Cuando Julianita cumplió seis meses, me di a la tarea, despaché con los arrieros todos los enseres, pero dejé los animales necesarios para la familia. A dos mulas mansas les colocamos unas angarillas y de ellas amarramos sendos canastos donde se acomodaron los más pequeños, también llevamos dos mulas con las viandas, cuatro caballos y tres yeguas para el resto de la familia. En agosto de 1.866 iniciamos el viaje, los caminos estaban en muy buen estado y el tráfico era constante, mucha de la montaña al lado del camino había desaparecido dando nacimiento a más fondas. Fue así como, en cuatro días, estábamos descansando en nuestra casa de Aranzazu. Habíamos abandonado para siempre la tierra que nos vio nacer, crecer y enamorarnos. Ya nunca más volveríamos ese cielo azul de la Marinilla.
Al poco tiempo, llegaron mis hermanos con mi mamá, acompañados de mis suegros, con sus hijos y sus familias, con el objetivo de instalarse definitivamente en Aranzazu.
La familia siguió creciendo: entre 1.868 y 1.875 nacen María Josefa, Marcos, Zacarías y Vicente. Con el crecer de los hijos, fui ampliando la finca hacia la parte baja de la ladera, cerca al río Cauca, donde las siembras de maíz y fríjol daban dos cosechas por año; la tierra domada se iba sembrando en pasto, convirtiendo, la otrora salvaje selva, en potreros para el ganado y cultivos de caña panelera.
Eulalia permanecía en el pueblo pendiente de la escuela de los niños, y los que iban terminando la incompleta educación formal que había en Aranzazu, se radicaban del todo en la finca para iniciarse en las labores del campo.
El tiempo en Aranzazu transcurrió tranquilo, a pesar de las guerras que constantemente afectaron el país. Algunas veces pasaban las tropas, pero nunca alteraron la tranquilidad del pueblo, nosotros nos quedábamos en la finca y los muchachos no salían, para evitar ser enlistados.
Alterné las labores del campo con la arriería; con Serapio y Ramón María empecé a transportar mercancías por toda la región. Llevaba a puerto Nare diferentes mercancías: alfarería indígena muy apreciada, algodón, fique, sal, maíz y frijol. Allí recibía importaciones que llegaban por el río Magdalena para llevarlas a Medellín, en viajes de varias semanas. De Medellín salía con la recua cargada con destino a los comercios del suroeste, siguiendo la ruta por Santa Fe De Antioquia, Támesis, Valparaíso, Caramanta, Andes y Jardín en el Estado de Antioquia, y Marmato, La vega de Supía, Riosucio, Quinchía, Anserma, La Virginia, Cartago y Cali, en el Estado del Cauca.

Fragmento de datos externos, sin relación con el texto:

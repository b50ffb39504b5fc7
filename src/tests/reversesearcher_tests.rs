// src/tests/reversesearcher_tests.rs

//! tests for `reversesearcher.rs`

#![allow(non_snake_case)]

use crate::common::{Canceller, Count, FPath, FileOffset, FileSz, SearchError};
use crate::data::predicate::MatchPredicate;
use crate::data::request::SearchResult;
use crate::readers::bytesource::{ByteSource, BytesSource};
use crate::readers::chunkreader::ChunkSz;
use crate::readers::reversesearcher::{ReverseSearcher, SearchStage};
use crate::readers::searchprocessor::Searcher;
use crate::tests::common::{
    expected_lines,
    random_log,
    FailingSource,
    DATA_ABCD,
    DATA_BASIC_10,
    DATA_BASIC_10_REV,
};

use std::io::ErrorKind;

use ::more_asserts::{assert_gt, assert_lt};
use ::test_case::test_case;

// ━━━━━━━━━━━━━━━━━━━━━━━━━━━━━━━━━━━━━━━━━━━━━━━━━━━━━━━━━━━━━━━━━━━━━━━━━━━━━━━━━━━━━━━━━━━━━━━━━

/// A `ByteSource` that raises a `Canceller` during the first read.
struct CancellingSource {
    inner: BytesSource,
    canceller: Canceller,
}

impl ByteSource for CancellingSource {
    fn path(&self) -> &FPath {
        self.inner.path()
    }

    fn filesz(&self) -> FileSz {
        self.inner.filesz()
    }

    fn read_exact_at(
        &mut self,
        fileoffset: FileOffset,
        buffer: &mut [u8],
    ) -> std::io::Result<()> {
        self.canceller.cancel();
        self.inner.read_exact_at(fileoffset, buffer)
    }
}

fn search_bytes(
    data: &[u8],
    keyword: Option<&str>,
    count: Count,
    chunksz: ChunkSz,
) -> Result<SearchResult, SearchError> {
    let source = BytesSource::new("test", data.to_vec());
    ReverseSearcher::new(source, MatchPredicate::new(keyword), count, chunksz, Canceller::new()).process()
}

fn strings(values: &[&str]) -> Vec<String> {
    values.iter().map(|s| String::from(*s)).collect()
}

// ━━━━━━━━━━━━━━━━━━━━━━━━━━━━━━━━━━━━━━━━━━━━━━━━━━━━━━━━━━━━━━━━━━━━━━━━━━━━━━━━━━━━━━━━━━━━━━━━━

#[test_case(Some("keyword"), 1, &["d keyword"]; "keyword count1")]
#[test_case(Some("keyword"), 2, &["d keyword", "b keyword"]; "keyword count2")]
#[test_case(Some("keyword"), 0, &["d keyword", "b keyword"]; "keyword count0")]
#[test_case(Some("KEYWORD"), 5, &["d keyword", "b keyword"]; "uppercase keyword")]
#[test_case(None, 0, &["d keyword", "c", "b keyword", "a"]; "no keyword")]
#[test_case(None, 3, &["d keyword", "c", "b keyword"]; "no keyword count3")]
#[test_case(Some("nothing"), 3, &[]; "no match")]
fn test_ReverseSearcher_abcd(
    keyword: Option<&str>,
    count: Count,
    expect: &[&str],
) {
    for chunksz in [1, 2, 3, 5, 16, 100, 1_000_000] {
        let result = search_bytes(DATA_ABCD.as_bytes(), keyword, count, chunksz).unwrap();
        assert_eq!(result.lines, strings(expect), "chunksz {}", chunksz);
    }
}

/// a trailing line terminator must not add an empty line or drop the last
/// line
#[test_case("x\ny\n", &["y", "x"]; "trailing newline")]
#[test_case("x\ny", &["y", "x"]; "no trailing newline")]
#[test_case("x\ny\n\n\n", &["y", "x"]; "trailing newlines")]
#[test_case("\n\nx\n\ny", &["y", "x"]; "empty lines")]
#[test_case("x\r\ny\r\n", &["y", "x"]; "CRLF")]
#[test_case("", &[]; "empty file")]
#[test_case("\n", &[]; "only newline")]
fn test_ReverseSearcher_boundaries(
    data: &str,
    expect: &[&str],
) {
    for chunksz in [1, 2, 3, 16, 100, 1_000_000] {
        let result = search_bytes(data.as_bytes(), None, 0, chunksz).unwrap();
        assert_eq!(result.lines, strings(expect), "chunksz {} data {:?}", chunksz, data);
    }
}

#[test_case(1)]
#[test_case(16)]
#[test_case(100)]
#[test_case(1_000_000)]
fn test_ReverseSearcher_basic10_chunksz(chunksz: ChunkSz) {
    let result = search_bytes(DATA_BASIC_10.as_bytes(), None, 0, chunksz).unwrap();
    assert_eq!(result.lines, strings(&DATA_BASIC_10_REV));

    let result = search_bytes(DATA_BASIC_10.as_bytes(), Some("error AND disk"), 0, chunksz).unwrap();
    assert_eq!(
        result.lines,
        strings(&[
            "2000-01-01 00:00:10 ERROR disk full",
            "2000-01-01 00:00:07 error Disk write failed",
            "2000-01-01 00:00:03 ERROR disk read failed",
        ])
    );

    let result = search_bytes(DATA_BASIC_10.as_bytes(), Some("two AND denmark"), 0, chunksz).unwrap();
    assert_eq!(result.lines, strings(&["2000-01-01 00:00:08 INFO two AND denmark"]));
}

/// a search for few recent lines of a large file reads only the end of it
#[test]
fn test_ReverseSearcher_early_termination() {
    let mut data = String::new();
    for i in 0..10_000 {
        data.push_str(&format!("line {} of the log\n", i));
    }
    let result = search_bytes(data.as_bytes(), Some("log"), 3, 100).unwrap();
    assert_eq!(
        result.lines,
        strings(&["line 9999 of the log", "line 9998 of the log", "line 9997 of the log"])
    );
    let summary = result.summary;
    assert!(summary.is_early_termination());
    assert_lt!(summary.bytes_read, 1_000);
    assert_eq!(summary.filesz, data.len() as FileSz);
    assert_eq!(summary.lines_matched, 3);
    assert_eq!(summary.stage_last, Some(SearchStage::Scanning));
}

#[test]
fn test_ReverseSearcher_full_scan_reaches_starting_edge() {
    let result = search_bytes(DATA_BASIC_10.as_bytes(), Some("error"), 0, 16).unwrap();
    assert_eq!(result.lines.len(), 4);
    assert_eq!(result.summary.bytes_read, DATA_BASIC_10.len() as Count);
    assert_eq!(result.summary.stage_last, Some(SearchStage::StartingEdge));
    assert!(!result.summary.is_early_termination());
}

#[test]
fn test_ReverseSearcher_random_vs_expected() {
    for seed in 0..8 {
        let data: String = random_log(seed, 200);
        for (keyword, terms) in [
            (None, vec![]),
            (Some("error"), vec!["error"]),
            (Some("disk AND two"), vec!["disk", "two"]),
            (Some("ÉTÉ"), vec!["été"]),
        ] {
            for count in [0, 1, 7, 500] {
                let expect = expected_lines(&data, &terms, count);
                for chunksz in [1, 13, 100, 4096] {
                    let result = search_bytes(data.as_bytes(), keyword, count as Count, chunksz).unwrap();
                    assert_eq!(
                        result.lines, expect,
                        "seed {} keyword {:?} count {} chunksz {}", seed, keyword, count, chunksz
                    );
                }
            }
        }
    }
}

#[test]
fn test_ReverseSearcher_decode_failure() {
    let data: Vec<u8> = b"good\nbad \xFF\xFE line\ngood again\n".to_vec();
    match search_bytes(&data, None, 0, 4) {
        Err(SearchError::DecodeFailure { path, fileoffset }) => {
            assert_eq!(path, "test");
            assert_eq!(fileoffset, 5);
        }
        other => panic!("expected DecodeFailure, got {:?}", other),
    }
    // enough lines found before the bad line
    let result = search_bytes(&data, None, 1, 4).unwrap();
    assert_eq!(result.lines, strings(&["good again"]));
}

#[test]
fn test_ReverseSearcher_io_failure() {
    let data: String = DATA_BASIC_10.repeat(10);
    let source = FailingSource::new("failing", data.into_bytes(), 2);
    let result = ReverseSearcher::new(source, MatchPredicate::new(None), 0, 50, Canceller::new()).process();
    match result {
        Err(SearchError::IOFailure(path, err)) => {
            assert_eq!(path, "failing");
            assert_eq!(err.kind(), ErrorKind::Other);
        }
        other => panic!("expected IOFailure, got {:?}", other),
    }
}

#[test]
fn test_ReverseSearcher_cancelled_before_start() {
    let canceller = Canceller::new();
    canceller.cancel();
    let source = BytesSource::new("test", DATA_BASIC_10.as_bytes().to_vec());
    let result = ReverseSearcher::new(source, MatchPredicate::new(None), 0, 16, canceller).process();
    assert!(matches!(result, Err(SearchError::Cancelled)), "{:?}", result);
}

#[test]
fn test_ReverseSearcher_cancelled_mid_scan() {
    let canceller = Canceller::new();
    let source = CancellingSource {
        inner: BytesSource::new("test", DATA_BASIC_10.as_bytes().to_vec()),
        canceller: canceller.clone(),
    };
    let result = ReverseSearcher::new(source, MatchPredicate::new(None), 0, 16, canceller.clone()).process();
    assert!(matches!(result, Err(SearchError::Cancelled)), "{:?}", result);
    assert!(canceller.is_cancelled());
}

#[test]
fn test_ReverseSearcher_stage() {
    let source = BytesSource::new("test", DATA_ABCD.as_bytes().to_vec());
    let searcher = ReverseSearcher::new(source, MatchPredicate::new(None), 0, 4, Canceller::new());
    assert_eq!(searcher.stage(), SearchStage::Scanning);
    assert_eq!(searcher.cursor().current_pos(), DATA_ABCD.len() as FileOffset);
    let result = searcher.process().unwrap();
    assert_gt!(result.summary.chunks_read, 1);
}
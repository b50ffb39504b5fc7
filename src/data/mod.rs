// src/data/mod.rs

//! The `data` module is specialized data containers for a search:
//! [`Line`]s, the [`Cursor`], the [`MatchPredicate`], the collectors of
//! matching lines, and the [`SearchRequest`] and its results.
//!
//! ## Definitions of data
//!
//! ### Chunk
//!
//! A "chunk" is a sequence of contiguous bytes in a file that:
//!
//! * is read in one backward step of a search.
//! * has the configured chunk size, except the chunk nearest the start of
//!   the file which may be smaller.
//!
//! A "chunk" is read by a [`ChunkReader`].
//!
//! ### Line
//!
//! A "line" is a sequence of bytes that:
//!
//! * begins after a prior line terminator `'\n'` or the beginning of the
//!   file.
//! * ends before a line terminator `'\n'` or the end of the file.
//!
//! A line may straddle any number of chunks. A "line" is represented by a
//! [`Line`] and assembled by a [`LineAssembler`]. A line is decoded to text
//! only after it is fully assembled.
//!
//! ### Pending tail
//!
//! Bytes of a line that is not yet fully assembled because the chunks
//! read so far do not include the line terminator preceding it.
//!
//! [`Line`]: crate::data::line::Line
//! [`Cursor`]: crate::data::cursor::Cursor
//! [`MatchPredicate`]: crate::data::predicate::MatchPredicate
//! [`SearchRequest`]: crate::data::request::SearchRequest
//! [`ChunkReader`]: crate::readers::chunkreader::ChunkReader
//! [`LineAssembler`]: crate::readers::lineassembler::LineAssembler

pub mod collector;
pub mod cursor;
pub mod line;
pub mod predicate;
pub mod request;
// src/tests/mod.rs

//! Tests for _rlslib_.
//!
//! Tests are placed at `src/tests/`, inside the `rlslib`. This is a
//! reasonable trade-off of separation and access.
//!
//! Tests placed at top-level path `tests/` do not have crate-internal
//! visibility. While it is recommended to not require internal visibility for
//! testing, in practice that often makes tests difficult or impossible to
//! implement.

pub mod bytesource_tests;
pub mod common;
pub mod cursor_tests;
pub mod filelister_tests;
pub mod reversesearcher_tests;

De paso por Anserma, pernoctaba en casa de Juan De Jesús Ramírez, tu abuelo materno, quien le había comprado una gran extensión de tierra a Pedro Orozco Ocampo, emparentado con su segunda esposa, María Isabel Ocampo Giraldo. Pedro y Juan De Jesús ostentaban el grado de coronel de los ejércitos del Estado Soberano de Antioquia. El coronel Ramírez vendió todas sus propiedades en Aranzazu y se trasladó a su finca de Anserma en julio 1.882.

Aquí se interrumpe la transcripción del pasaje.